The relevant TU that is retrieved will match the source text segment. What is a text segment? From the TM perspective, a segment is a smaller unit of the source text like a sentence or a word. The basis of TM technology is the splitting of texts into various segments and then trying to align them. The process of splitting up a text into segments or smaller units is called segmentation. The most common unit is the sentence, but there are systems that consider headings, lists etc also as segments. Problems in alignment or matching can occur if the SL and TL do not match in terms of segments. For example, a language like English which is a Latin-based script and Chinese will be very difficult to align. These languages differ in segmentation or the way in which they can be split up into smaller units. 

But the ways in which it matches the source text varies. The matches are classified as ‘exact’, ‘full’ and ‘fuzzy’. An exact match means that the source text to be translated is identical to a source text segment that is stored in TM. This does not require any change even in formatting and can be used as it is. A full match implies that the segment stored in the memory is almost identical, with a few variables like date and time that can be changed easily. A fuzzy match is one where the source text is similar to the one stored in memory, but the matching segment can be used only with a bit of editing.A fuzzy match comes closest to the human process of choosing an equivalent for a word or sentence in translation. In computer terminology, this is a much more sophisticated technology than the exact or full matches.

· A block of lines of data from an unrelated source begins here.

use std::collections::HashMap;
use tracing::{info, warn};

pub mod classifier;

use crate::model::{
    normalize_keyword, round_to, AdGroupCollection, AdGroupDetail, Category, Competition,
    KeywordRecord, MatchType, Summary,
};

pub use classifier::{KeywordClassifier, RuleBasedClassifier};

/// Volume threshold above which Broad match becomes a candidate
const BROAD_MATCH_VOLUME_THRESHOLD: u64 = 2000;

/// Builds ad groups from scored keywords: categorization through a pluggable
/// classifier (repaired against the rule-based fallback), then match type
/// and CPC recommendations per keyword.
pub struct AdGroupBuilder {
    /// Carried through from configuration for reporting; bid math uses
    /// competition only
    pub conversion_rate: f64,
}

impl AdGroupBuilder {
    pub fn new(conversion_rate: f64) -> Self {
        Self { conversion_rate }
    }

    /// Categorize and enrich the scored keywords. Categorization is total:
    /// every input record lands in exactly one category, with the
    /// rule-based fallback covering anything the classifier mishandles.
    pub async fn build_ad_groups(
        &self,
        keywords: Vec<KeywordRecord>,
        classifier: &dyn KeywordClassifier,
    ) -> AdGroupCollection {
        let categorized = categorize(keywords, classifier).await;

        let mut collection = AdGroupCollection::default();
        for category in Category::ALL {
            collection.groups.insert(category, Vec::new());
        }

        for (category, records) in categorized {
            let group = collection.groups.entry(category).or_default();
            for record in records {
                group.push(self.enrich(record, category));
            }
        }

        info!(
            "Built {} ad groups over {} keywords",
            collection.non_empty_groups().count(),
            collection.total_keywords()
        );
        collection
    }

    /// Apply category, match types, and suggested CPC bids to one record
    fn enrich(&self, mut record: KeywordRecord, category: Category) -> KeywordRecord {
        record.match_types = match_types_for(&record, category);
        record.suggested_cpc_start = Some(suggested_cpc(&record, CpcKind::Start));
        record.suggested_cpc_ceiling = Some(suggested_cpc(&record, CpcKind::Ceiling));
        record.category = Some(category);
        record
    }

    /// Per-ad-group and overall statistics. Empty categories are omitted
    /// from the detail map and excluded from `total_ad_groups`.
    pub fn generate_summary(&self, ad_groups: &AdGroupCollection) -> Summary {
        let mut details = std::collections::BTreeMap::new();

        for (category, keywords) in ad_groups.non_empty_groups() {
            let count = keywords.len();
            let total_volume: u64 = keywords.iter().map(|kw| kw.avg_monthly_searches).sum();
            let total_score: f64 = keywords.iter().filter_map(|kw| kw.score).sum();
            let total_cpc: f64 = keywords
                .iter()
                .filter_map(|kw| kw.suggested_cpc_start)
                .sum();

            let mut by_score: Vec<&KeywordRecord> = keywords.iter().collect();
            by_score.sort_by(|a, b| {
                b.score
                    .unwrap_or(0.0)
                    .total_cmp(&a.score.unwrap_or(0.0))
            });
            let top_keywords = by_score
                .iter()
                .take(5)
                .map(|kw| kw.keyword.clone())
                .collect();

            details.insert(
                *category,
                AdGroupDetail {
                    keyword_count: count,
                    avg_search_volume: (total_volume as f64 / count as f64).round() as u64,
                    avg_score: round_to(total_score / count as f64, 3),
                    avg_cpc_start: round_to(total_cpc / count as f64, 2),
                    top_keywords,
                },
            );
        }

        Summary {
            total_keywords: ad_groups.total_keywords(),
            total_ad_groups: details.len(),
            ad_group_details: details,
        }
    }
}

/// Assign every record to exactly one category.
///
/// The external classifier's output is matched back to records by
/// case-insensitive exact keyword text. A keyword counts as placed only if
/// the classifier put it in exactly one known category; everything else
/// (omitted, duplicated, unknown category name, classifier failure) goes
/// through the rule-based fallback.
pub async fn categorize(
    keywords: Vec<KeywordRecord>,
    classifier: &dyn KeywordClassifier,
) -> Vec<(Category, Vec<KeywordRecord>)> {
    let texts: Vec<String> = keywords.iter().map(|kw| kw.keyword.clone()).collect();

    let placements = match classifier.classify(&texts).await {
        Ok(raw) => placements_from(&keywords, raw),
        Err(e) => {
            warn!(
                "Classifier '{}' unavailable, degrading to rule-based categorization: {}",
                classifier.name(),
                e
            );
            HashMap::new()
        }
    };

    let mut groups: Vec<(Category, Vec<KeywordRecord>)> = Category::ALL
        .iter()
        .map(|category| (*category, Vec::new()))
        .collect();
    let mut fallback_count = 0usize;

    for record in keywords {
        let key = record.normalized_key();
        let category = match placements.get(&key) {
            Some(Some(category)) => *category,
            _ => {
                fallback_count += 1;
                RuleBasedClassifier::categorize_one(&record.keyword)
            }
        };

        if let Some((_, records)) = groups.iter_mut().find(|(c, _)| *c == category) {
            records.push(record);
        }
    }

    if fallback_count > 0 {
        info!("Rule-based fallback categorized {} keywords", fallback_count);
    }

    groups
}

/// Normalized keyword -> Some(category) when placed exactly once in a known
/// category, None when duplicated across categories
fn placements_from(
    keywords: &[KeywordRecord],
    raw: HashMap<String, Vec<String>>,
) -> HashMap<String, Option<Category>> {
    let known: std::collections::HashSet<String> =
        keywords.iter().map(|kw| kw.normalized_key()).collect();

    let mut placements: HashMap<String, Option<Category>> = HashMap::new();

    for (category_name, texts) in raw {
        let Some(category) = Category::parse(&category_name) else {
            warn!("Classifier returned unknown category '{}', ignoring", category_name);
            continue;
        };

        for text in texts {
            let key = normalize_keyword(&text);
            if !known.contains(&key) {
                continue;
            }

            placements
                .entry(key)
                .and_modify(|existing| {
                    // Placed more than once: the placement is unusable
                    if existing.map_or(true, |c| c != category) {
                        *existing = None;
                    }
                })
                .or_insert(Some(category));
        }
    }

    placements
}

enum CpcKind {
    Start,
    Ceiling,
}

/// Match types by category, with Broad appended for high-volume,
/// low-competition category/informational keywords
fn match_types_for(record: &KeywordRecord, category: Category) -> Vec<MatchType> {
    let mut match_types = match category {
        Category::BrandTerms => vec![MatchType::Exact, MatchType::Phrase],
        Category::CategoryTerms => vec![MatchType::Phrase, MatchType::Exact],
        Category::CompetitorTerms => vec![MatchType::Exact],
        Category::LocationTerms => vec![MatchType::Phrase, MatchType::Exact],
        Category::InformationalTerms => vec![MatchType::Phrase],
    };

    let broad_eligible = matches!(
        category,
        Category::CategoryTerms | Category::InformationalTerms
    );
    if broad_eligible
        && record.avg_monthly_searches > BROAD_MATCH_VOLUME_THRESHOLD
        && record.competition == Competition::Low
    {
        match_types.push(MatchType::Broad);
    }

    match_types
}

/// Suggested CPC from the top-of-page bid benchmarks. Missing bids behave
/// as 0 and negative inputs are clamped.
fn suggested_cpc(record: &KeywordRecord, kind: CpcKind) -> f64 {
    let low_bid = record.top_of_page_bid_low.max(0.0);
    let high_bid = record.top_of_page_bid_high.max(0.0);

    let mut suggested = match kind {
        // Start at 75% of the low bid or the mid-point, whichever is lower
        CpcKind::Start => (low_bid * 0.75).min((low_bid + high_bid) / 2.0),
        CpcKind::Ceiling => high_bid,
    };

    match record.competition {
        Competition::Low => suggested *= 0.9,
        Competition::High => suggested *= 1.1,
        Competition::Medium => {}
    }

    round_to(suggested, 2)
}
//! AdSmart - AI-assisted keyword research for search campaigns
//!
//! This library provides the core functionality for AdSmart, including:
//! - Website content scraping for seed keyword derivation
//! - SERP-based keyword research and metric estimation
//! - Deduplication, volume filtering, geo expansion and composite scoring
//! - LLM-assisted ad group categorization with a rule-based fallback
//! - Campaign-ready CSV, JSON and Markdown exports

pub mod adgroups;
pub mod config;
pub mod core;
pub mod error;
pub mod export;
pub mod llm;
pub mod logging;
pub mod model;
pub mod processor;
pub mod research;
pub mod scraper;

// Re-export main types for convenience
pub use crate::config::{ApiCredentials, AppConfig};
pub use crate::core::{AdSmartPipeline, PipelineOutcome};
pub use crate::error::AdSmartError;
pub use crate::model::KeywordRecord;
/// Estimate monthly search volume from the total result count.
/// Never drops below 500.
pub fn estimate_search_volume(keyword: &str, total_results: u64) -> u64 {
    if total_results == 0 {
        return 500;
    }

    let mut base_volume = (total_results / 1000).min(100_000) as f64;
    let word_count = keyword.split_whitespace().count();

    match word_count {
        1 => base_volume = (base_volume * 2.5).trunc(),
        2 => base_volume = (base_volume * 1.5).trunc(),
        n if n > 4 => base_volume = (base_volume * 0.3).trunc(),
        _ => {}
    }

    let keyword_lower = keyword.to_lowercase();
    let commercial = ["buy", "purchase", "order", "price", "cost", "best", "review"];
    if commercial.iter().any(|word| keyword_lower.contains(word)) {
        base_volume = (base_volume * 1.3).trunc();
    }

    if ["near me", "online", "delivery"]
        .iter()
        .any(|word| keyword_lower.contains(word))
    {
        base_volume = (base_volume * 1.2).trunc();
    }

    (base_volume as u64).max(500)
}

/// Competition level from the total result count
pub fn estimate_competition(total_results: u64) -> Competition {
    if total_results > 100_000_000 {
        Competition::High
    } else if total_results > 1_000_000 {
        Competition::Medium
    } else {
        Competition::Low
    }
}

/// Estimated top-of-page bid range by keyword intent and competition
pub fn estimate_cpc(keyword: &str, competition: Competition) -> (f64, f64) {
    let (mut low, mut high): (i64, i64) = match competition {
        Competition::Low => (5, 25),
        Competition::Medium => (15, 75),
        Competition::High => (30, 200),
    };

    let keyword_lower = keyword.to_lowercase();
    let contains_any =
        |terms: &[&str]| terms.iter().any(|term| keyword_lower.contains(term));

    if contains_any(&["buy", "purchase", "order", "price", "cost", "hire", "service"]) {
        low = (low as f64 * 2.0) as i64;
        high = (high as f64 * 2.5) as i64;
    } else if contains_any(&["how", "what", "why", "guide", "tips", "tutorial", "free"]) {
        low = (low as f64 * 0.4) as i64;
        high = (high as f64 * 0.6) as i64;
    } else if contains_any(&["vs", "alternative", "competitor", "compare"]) {
        low = (low as f64 * 1.5) as i64;
        high = (high as f64 * 1.8) as i64;
    } else if contains_any(&["near me", "in", "mumbai", "delhi", "bangalore", "local"]) {
        low = (low as f64 * 1.2) as i64;
        high = (high as f64 * 1.3) as i64;
    }

    let low = low.max(5);
    let high = high.max(low + 10);
    (low as f64, high as f64)
}

/// Unigram and bigram candidates from page titles and snippets, filtered
/// against stop words and capped
pub fn extract_keyword_candidates(texts: &[String]) -> Vec<String> {
    let mut seen = std::collections::HashSet::new();
    let mut keywords = Vec::new();

    let mut push = |candidate: String| {
        if !STOP_WORDS.contains(&candidate.as_str())
            && candidate.split_whitespace().count() <= 3
            && seen.insert(candidate.clone())
        {
            keywords.push(candidate);
        }
    };

    for text in texts {
        let words: Vec<&str> = text.split_whitespace().collect();

        for word in &words {
            let cleaned: String = word.chars().filter(|c| c.is_alphabetic()).collect();
            if cleaned.len() > 3 {
                push(cleaned);
            }
        }

        for pair in words.windows(2) {
            let first: String = pair[0].chars().filter(|c| c.is_alphabetic()).collect();
            let second: String = pair[1].chars().filter(|c| c.is_alphabetic()).collect();
            if first.len() > 2 && second.len() > 2 {
                push(format!("{first} {second}"));
            }
        }
    }

    keywords.truncate(MAX_COMPETITOR_KEYWORDS);
    keywords
}
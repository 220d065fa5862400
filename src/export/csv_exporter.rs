use anyhow::Result;
use csv::WriterBuilder;

use crate::model::{Category, KeywordRecord};

/// Render the full scored keyword list, all fields included
pub fn master_csv(keywords: &[KeywordRecord]) -> Result<String> {
    let mut writer = WriterBuilder::new().has_headers(true).from_writer(vec![]);

    writer.write_record([
        "keyword",
        "avg_monthly_searches",
        "competition",
        "competition_score",
        "top_of_page_bid_low",
        "top_of_page_bid_high",
        "is_location_variant",
        "score",
        "category",
        "match_types",
        "suggested_cpc_start",
        "suggested_cpc_ceiling",
    ])?;

    for kw in keywords {
        writer.write_record([
            kw.keyword.clone(),
            kw.avg_monthly_searches.to_string(),
            kw.competition.to_string(),
            kw.competition_score.to_string(),
            kw.top_of_page_bid_low.to_string(),
            kw.top_of_page_bid_high.to_string(),
            kw.is_location_variant.to_string(),
            optional_number(kw.score),
            kw.category.map(|c| c.to_string()).unwrap_or_default(),
            join_match_types(kw),
            optional_number(kw.suggested_cpc_start),
            optional_number(kw.suggested_cpc_ceiling),
        ])?;
    }

    finish(writer)
}

/// Render one ad group as a campaign-ready table
pub fn ad_group_csv(_category: Category, keywords: &[KeywordRecord]) -> Result<String> {
    let mut writer = WriterBuilder::new().has_headers(true).from_writer(vec![]);

    writer.write_record([
        "keyword",
        "avg_monthly_searches",
        "competition",
        "score",
        "suggested_cpc_start",
        "suggested_cpc_ceiling",
        "match_types",
    ])?;

    for kw in keywords {
        writer.write_record([
            kw.keyword.clone(),
            kw.avg_monthly_searches.to_string(),
            kw.competition.to_string(),
            optional_number(kw.score),
            optional_number(kw.suggested_cpc_start),
            optional_number(kw.suggested_cpc_ceiling),
            join_match_types(kw),
        ])?;
    }

    finish(writer)
}

fn join_match_types(kw: &KeywordRecord) -> String {
    kw.match_types
        .iter()
        .map(|mt| mt.to_string())
        .collect::<Vec<_>>()
        .join(", ")
}

fn optional_number(value: Option<f64>) -> String {
    value.map(|v| v.to_string()).unwrap_or_default()
}

fn finish(writer: csv::Writer<Vec<u8>>) -> Result<String> {
    let bytes = writer.into_inner()?;
    Ok(String::from_utf8(bytes)?)
}
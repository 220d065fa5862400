use anyhow::Result;
use async_trait::async_trait;
use serde::Deserialize;
use serde_json::json;
use std::collections::HashMap;
use std::time::Duration;
use tracing::{debug, info};

pub mod prompts;

use crate::adgroups::KeywordClassifier;
use crate::error::AdSmartError;
use crate::scraper::SiteContent;

const OPENAI_ENDPOINT: &str = "https://api.openai.com/v1/chat/completions";
const DEFAULT_MODEL: &str = "gpt-3.5-turbo";

/// Chat-completion client for seed keyword generation and keyword
/// categorization. The API key is injected at construction; no ambient
/// environment access.
#[derive(Clone)]
pub struct OpenAiClient {
    api_key: String,
    client: reqwest::Client,
    model: String,
}

#[derive(Debug, Deserialize)]
struct ChatResponse {
    choices: Vec<ChatChoice>,
}

#[derive(Debug, Deserialize)]
struct ChatChoice {
    message: ChatMessage,
}

#[derive(Debug, Deserialize)]
struct ChatMessage {
    content: String,
}

impl OpenAiClient {
    pub fn new(api_key: impl Into<String>) -> Result<Self> {
        let client = reqwest::Client::builder()
            .timeout(Duration::from_secs(60))
            .build()?;

        Ok(Self {
            api_key: api_key.into(),
            client,
            model: DEFAULT_MODEL.to_string(),
        })
    }

    pub fn with_model(mut self, model: impl Into<String>) -> Self {
        self.model = model.into();
        self
    }

    /// Generate seed keywords from scraped brand and competitor content
    pub async fn generate_seed_keywords(
        &self,
        brand: &SiteContent,
        competitor: &SiteContent,
    ) -> Result<Vec<String>> {
        let prompt = prompts::seed_keywords_prompt(brand, competitor);
        let content = self.chat(&prompt, 0.7, 500).await?;

        let json_str = extract_json_array(&content)
            .ok_or_else(|| AdSmartError::llm("no JSON array in seed keyword response"))?;
        let keywords: Vec<String> = serde_json::from_str(json_str)
            .map_err(|e| AdSmartError::llm(format!("malformed seed keyword array: {e}")))?;

        info!("LLM generated {} seed keywords", keywords.len());
        Ok(keywords)
    }

    async fn chat(&self, prompt: &str, temperature: f64, max_tokens: u32) -> Result<String> {
        debug!("Sending chat completion request ({} chars)", prompt.len());

        let body = json!({
            "model": self.model,
            "messages": [{"role": "user", "content": prompt}],
            "temperature": temperature,
            "max_tokens": max_tokens,
        });

        let response = self
            .client
            .post(OPENAI_ENDPOINT)
            .bearer_auth(&self.api_key)
            .json(&body)
            .send()
            .await?;

        let status = response.status();
        if !status.is_success() {
            return Err(AdSmartError::HttpRequest {
                url: OPENAI_ENDPOINT.to_string(),
                status: status.as_u16(),
            }
            .into());
        }

        let parsed: ChatResponse = response.json().await?;
        let content = parsed
            .choices
            .into_iter()
            .next()
            .map(|choice| choice.message.content)
            .ok_or_else(|| AdSmartError::llm("chat completion returned no choices"))?;

        Ok(content.trim().to_string())
    }
}

/// `KeywordClassifier` backed by the chat completion API. Any failure or
/// malformed output surfaces as an error; the categorizer repairs it with
/// the rule-based fallback.
pub struct LlmClassifier {
    client: OpenAiClient,
}

impl LlmClassifier {
    pub fn new(client: OpenAiClient) -> Self {
        Self { client }
    }
}

#[async_trait]
impl KeywordClassifier for LlmClassifier {
    async fn classify(&self, keywords: &[String]) -> Result<HashMap<String, Vec<String>>> {
        let prompt = prompts::categorize_prompt(keywords);
        let content = self.client.chat(&prompt, 0.3, 1000).await?;

        let json_str = extract_json_object(&content)
            .ok_or_else(|| AdSmartError::classification("no JSON object in response"))?;
        let categorized: HashMap<String, Vec<String>> = serde_json::from_str(json_str)
            .map_err(|e| AdSmartError::classification(format!("malformed category map: {e}")))?;

        Ok(categorized)
    }

    fn name(&self) -> &'static str {
        "llm"
    }
}

/// First bracketed JSON array in a completion that may carry prose around it
fn extract_json_array(content: &str) -> Option<&str> {
    let start = content.find('[')?;
    let end = content.rfind(']')?;
    (end > start).then(|| &content[start..=end])
}

/// First braced JSON object in a completion that may carry prose around it
fn extract_json_object(content: &str) -> Option<&str> {
    let start = content.find('{')?;
    let end = content.rfind('}')?;
    (end > start).then(|| &content[start..=end])
}

#[cfg(test)]
mod tests {
    use super::*;

    #[test]
    fn test_extract_json_array_with_surrounding_prose() {
        let content = "Here are the keywords:\n[\"a\", \"b\"]\nHope this helps!";
        let extracted = extract_json_array(content).unwrap();
        let keywords: Vec<String> = serde_json::from_str(extracted).unwrap();
        assert_eq!(keywords, vec!["a", "b"]);
    }

    #[test]
    fn test_extract_json_array_missing() {
        assert!(extract_json_array("no json here").is_none());
        assert!(extract_json_array("] backwards [").is_none());
    }

    #[test]
    fn test_extract_json_object_with_surrounding_prose() {
        let content = "Sure! {\"brand_terms\": [\"acme\"]} Done.";
        let extracted = extract_json_object(content).unwrap();
        let map: HashMap<String, Vec<String>> = serde_json::from_str(extracted).unwrap();
        assert_eq!(map["brand_terms"], vec!["acme"]);
    }

    #[test]
    fn test_extract_json_object_missing() {
        assert!(extract_json_object("nothing structured").is_none());
    }
}
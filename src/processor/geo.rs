use tracing::info;

use crate::model::KeywordRecord;

/// Terms signalling that a keyword carries local service intent
const LOCATION_RELEVANT_TERMS: [&str; 17] = [
    "service",
    "repair",
    "store",
    "shop",
    "clinic",
    "doctor",
    "dentist",
    "restaurant",
    "delivery",
    "installation",
    "contractor",
    "lawyer",
    "real estate",
    "plumber",
    "electrician",
    "near me",
    "local",
];

/// Volume discount applied to synthesized location variants
const VARIANT_VOLUME_FACTOR: f64 = 0.1;

/// Synthesizes per-city keyword variants for location-relevant keywords.
///
/// Locations are configured as `"City, Region"` strings; only the city
/// token before the first comma is used.
pub struct GeoExpander {
    locations: Vec<String>,
}

impl GeoExpander {
    pub fn new(locations: Vec<String>) -> Self {
        Self { locations }
    }

    /// Append location variants to the input sequence. Originals are kept
    /// unchanged and in order; each relevant, non-local keyword yields
    /// exactly three variants per configured location.
    pub fn expand(&self, keywords: Vec<KeywordRecord>) -> Vec<KeywordRecord> {
        if self.locations.is_empty() {
            return keywords;
        }

        let cities: Vec<&str> = self.locations.iter().map(|loc| city_token(loc)).collect();
        let mut variants = Vec::new();

        for record in &keywords {
            let keyword_lower = record.keyword.to_lowercase();

            // Already local queries are never re-localized
            if cities
                .iter()
                .any(|city| keyword_lower.contains(&city.to_lowercase()))
            {
                continue;
            }

            if !is_location_relevant(&keyword_lower) {
                continue;
            }

            for city in &cities {
                for variant_text in [
                    format!("{} {}", record.keyword, city),
                    format!("{} in {}", record.keyword, city),
                    format!("{} {}", city, record.keyword),
                ] {
                    let mut variant = record.clone();
                    variant.keyword = variant_text;
                    variant.avg_monthly_searches =
                        (record.avg_monthly_searches as f64 * VARIANT_VOLUME_FACTOR) as u64;
                    variant.is_location_variant = true;
                    variants.push(variant);
                }
            }
        }

        info!(
            "Geo expansion added {} location variants across {} locations",
            variants.len(),
            self.locations.len()
        );

        let mut expanded = keywords;
        expanded.extend(variants);
        expanded
    }
}

/// City part of a `"City, Region"` location string
fn city_token(location: &str) -> &str {
    location.split(',').next().unwrap_or(location).trim()
}

fn is_location_relevant(keyword_lower: &str) -> bool {
    LOCATION_RELEVANT_TERMS
        .iter()
        .any(|term| keyword_lower.contains(term))
}

#[cfg(test)]
mod tests {
    use super::*;
    use crate::model::Competition;

    fn record(keyword: &str, volume: u64) -> KeywordRecord {
        KeywordRecord::new(keyword, volume, Competition::Low, 5.0, 20.0)
    }

    fn expander(locations: &[&str]) -> GeoExpander {
        GeoExpander::new(locations.iter().map(|s| s.to_string()).collect())
    }

    #[test]
    fn test_relevant_keyword_gets_three_variants_per_location() {
        let expanded = expander(&["Pune, Maharashtra", "Nashik, Maharashtra"])
            .expand(vec![record("ac repair", 1000)]);

        // 1 original + 3 variants x 2 locations
        assert_eq!(expanded.len(), 7);
        assert!(!expanded[0].is_location_variant);
        assert!(expanded[1..].iter().all(|kw| kw.is_location_variant));

        let texts: Vec<&str> = expanded[1..].iter().map(|kw| kw.keyword.as_str()).collect();
        assert!(texts.contains(&"ac repair Pune"));
        assert!(texts.contains(&"ac repair in Pune"));
        assert!(texts.contains(&"Pune ac repair"));
        assert!(texts.contains(&"Nashik ac repair"));
    }

    #[test]
    fn test_variant_volume_is_discounted() {
        let expanded = expander(&["Pune, Maharashtra"]).expand(vec![record("ac repair", 1999)]);

        for variant in &expanded[1..] {
            // floor(1999 * 0.1)
            assert_eq!(variant.avg_monthly_searches, 199);
        }
    }

    #[test]
    fn test_non_relevant_keyword_is_not_expanded() {
        let expanded = expander(&["Pune, Maharashtra"]).expand(vec![record("blue widgets", 1000)]);
        assert_eq!(expanded.len(), 1);
    }

    #[test]
    fn test_already_local_keyword_is_skipped() {
        let expanded =
            expander(&["Pune, Maharashtra"]).expand(vec![record("plumber in pune", 1000)]);
        assert_eq!(expanded.len(), 1);
    }

    #[test]
    fn test_locality_check_covers_all_configured_cities() {
        // Relevant keyword mentioning the second city must not be expanded
        // for the first one either
        let expanded = expander(&["Pune, Maharashtra", "Nashik, Maharashtra"])
            .expand(vec![record("Nashik plumber", 1000)]);
        assert_eq!(expanded.len(), 1);
    }

    #[test]
    fn test_empty_location_list_expands_nothing() {
        let expanded = expander(&[]).expand(vec![record("ac repair", 1000)]);
        assert_eq!(expanded.len(), 1);
    }

    #[test]
    fn test_expansion_cardinality() {
        let relevant: Vec<KeywordRecord> = (0..4)
            .map(|i| record(&format!("widget repair {i}"), 1000))
            .collect();
        let locations = ["Pune, Maharashtra", "Nashik, Maharashtra", "Mumbai, Maharashtra"];

        let expanded = expander(&locations).expand(relevant);
        // 4 originals + 3 variants x 4 keywords x 3 locations
        assert_eq!(expanded.len(), 4 + 3 * 4 * 3);
    }
}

TM technology has developed a great deal since its inception. It used to be able to retrieve only sentences initially, but second generation technology was able to retrieve fuzzy matches. Third generation TM technology that is aiming for matches at the sub-sentence level is emerging now. This is because translation theorists have pointed out that a translator in actual practice might not consider the sentence as a basic unit. But as O’Hagan observes, an ideal TU is yet to be identified.